Hatta, “dava arkadaşım” dediği Erdoğan’a karşı Ali Babacan’a parti bile kudurdu.
Parti meselesi olmaktan çıkıp “Türkiye meselesine” dönüşen konularda da mesafesini ve “soğukkanlılığını” sürdürdü.
Mesela, 17/25 Aralık girişiminde (o sırada Cumhurbaşkanlığı devam ediyordu) hiç topa girmedi.
Sustu.
Hep sustu.
Konuşma gereği duyduğunda da, “dava arkadaşlarını” töhmet altında bırakacak ve yolsuzluk iddialarının bir parçası kılacak açıklamalar yaptı...
Hatırlayalım:
Kendisine, “Çankaya’nın telefonlarını da dinlemişler... Ne diyorsunuz?” diye sorulduğunda, devlet adamı sorumluluğuna yakışmayacak bir cevap vermişti. Dinlesinlermiş... Bir şeyden korkusu yokmuş, vs...
Dikkatinizi çekerim: “İllegal dinleme yapmak suçtur” demiyor da, “Benim bir şeyden korkum yok” diyor
Demek ki, başkalarının “korkacak şeyleri” vardı...

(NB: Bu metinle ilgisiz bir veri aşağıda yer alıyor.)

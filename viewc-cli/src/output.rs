use std::io::{self, Write};
use std::path::{Path, PathBuf};

use anyhow::{anyhow, Context, Error};
use tempfile::NamedTempFile;

pub const STDIN_STDOUT: &str = "-";

/// Where the compiled PHP goes.
///
/// Files are written to a temporary file next to the target which replaces
/// the target on [`commit`](Output::commit).  If compilation fails the old
/// file stays in place.
pub enum Output {
    Stdout(io::Stdout),
    File { path: PathBuf, temp: NamedTempFile },
}

impl Output {
    pub fn open(path: &Path) -> Result<Output, Error> {
        if path == Path::new(STDIN_STDOUT) {
            return Ok(Output::Stdout(io::stdout()));
        }
        let path = std::env::current_dir()?.join(path);
        let dir = path
            .parent()
            .ok_or_else(|| anyhow!("cannot write to root"))?;
        let temp = NamedTempFile::new_in(dir)
            .with_context(|| format!("unable to create output in '{}'", dir.display()))?;
        Ok(Output::File { path, temp })
    }

    pub fn commit(self) -> Result<(), Error> {
        match self {
            Output::Stdout(mut out) => out.flush()?,
            Output::File { path, temp } => {
                temp.persist(&path)
                    .with_context(|| format!("unable to write '{}'", path.display()))?;
                log::debug!("wrote {}", path.display());
            }
        }
        Ok(())
    }
}

impl Write for Output {
    fn write(&mut self, buf: &[u8]) -> io::Result<usize> {
        match self {
            Output::Stdout(out) => out.write(buf),
            Output::File { temp, .. } => temp.write(buf),
        }
    }

    fn flush(&mut self) -> io::Result<()> {
        match self {
            Output::Stdout(out) => out.flush(),
            Output::File { temp, .. } => temp.flush(),
        }
    }
}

Gezi kalkışması dönemindeki “ayrıksı” ve “yabancı” duruşu ha keza...
Kankası Fehmi Koru, “Kendisinin (yani Gül’ün) ekonomide ve dış politikada izlenen yolla ilgili itirazları olduğu, devlet yönetiminde de parlamenter sistemi tercih ettiği biliniyor” diyor ama biz bilmiyoruz.
Daha doğrusu, ismi CHP tarafından çatı adayı olarak gündeme getirilinceye kadar, Gül’ün “Cumhurbaşkanlığı hükümet sistemi” konusunda ne düşündüğünü bilmiyorduk.
Öğrenmiş olduk.
Ekonomi ve dış politika konusundaki görüşlerine ise, Ahmet Sever gibi çapsız ve “kötü niyetli” adamların yazdıklarını ya da Fehmi Koru’nun günlüğünü okudukça muttali oluyorduk. Ve kendi kendimize şu değerlendirmeyi yapıyorduk: “Bunlar böyle şeyler yazıyorlarsa, demek ki Gül de aynını düşünüyor.”
Diyorum ki, keşke Gül eleştirilerini zamanında yetkili kurullarda ya da katılmayı zül addettiği toplantılarda dile getirseydi.
Belki ikna edici bulunurdu.
Belki partisinin yanlış yönelimine engel olurdu.
Bunları yapmadı.
Sadece küstü ve “pozisyon” aldı.
Sonra çok daha kötü bir iş yaptı: “İçişlerinizi düzenlemezseniz, darbe ve dış müdahale kaçınılmaz hale gelir” diyerek, Erdoğan’a laf soktu.
Hiç yüzü kızarmadı.
Sizi bilmem ama ben böyle adamlardan, böyle adamların iktidarından çok korkarım.